_What you should do_
The entries below should appear again in your reply, word for word.
**** Supplied information
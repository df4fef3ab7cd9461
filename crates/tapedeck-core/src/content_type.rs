//! Content-type normalization.
//!
//! Strips `;...` parameters, trims surrounding whitespace, and defaults to
//! `application/json` when absent. Normalization is idempotent and does
//! *not* lower-case — key comparisons in the index are byte-exact, so
//! callers must normalize both sides before comparing.

/// The content-type assumed when a record or request omits one.
pub const DEFAULT_CONTENT_TYPE: &str = "application/json";

/// The media type identifying a Server-Sent Events body.
pub const EVENT_STREAM_CONTENT_TYPE: &str = "text/event-stream";

/// Strip `;...` parameters and surrounding whitespace from a content-type
/// (or `Accept`-style media-type) string, defaulting to
/// [`DEFAULT_CONTENT_TYPE`] when `raw` is empty.
///
/// Idempotent: `normalize(normalize(x)) == normalize(x)` for all inputs.
pub fn normalize(raw: &str) -> String {
    let trimmed = raw.trim();
    if trimmed.is_empty() {
        return DEFAULT_CONTENT_TYPE.to_string();
    }
    let without_params = trimmed.split(';').next().unwrap_or(trimmed).trim();
    if without_params.is_empty() {
        DEFAULT_CONTENT_TYPE.to_string()
    } else {
        without_params.to_string()
    }
}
********
_Solution to the problem_
repository df4fef3ab7cd9461
filename crates/tapedeck-core/src/content_type.rs
//! Content-type normalization.
//!
//! Strips `;...` parameters, trims surrounding whitespace, and defaults to
//! `application/json` when absent. Normalization is idempotent and does
//! *not* lower-case — key comparisons in the index are byte-exact, so
//! callers must normalize both sides before comparing.

/// The content-type assumed when a record or request omits one.
pub const DEFAULT_CONTENT_TYPE: &str = "application/json";

/// The media type identifying a Server-Sent Events body.
pub const EVENT_STREAM_CONTENT_TYPE: &str = "text/event-stream";

/// Strip `;...` parameters and surrounding whitespace from a content-type
/// (or `Accept`-style media-type) string, defaulting to
/// [`DEFAULT_CONTENT_TYPE`] when `raw` is empty.
///
/// Idempotent: `normalize(normalize(x)) == normalize(x)` for all inputs.
pub fn normalize(raw: &str) -> String {
    let trimmed = raw.trim();
    if trimmed.is_empty() {
        return DEFAULT_CONTENT_TYPE.to_string();
    }
    let without_params = trimmed.split(';').next().unwrap_or(trimmed).trim();
    if without_params.is_empty() {
        DEFAULT_CONTENT_TYPE.to_string()
    } else {
        without_params.to_string()
    }
}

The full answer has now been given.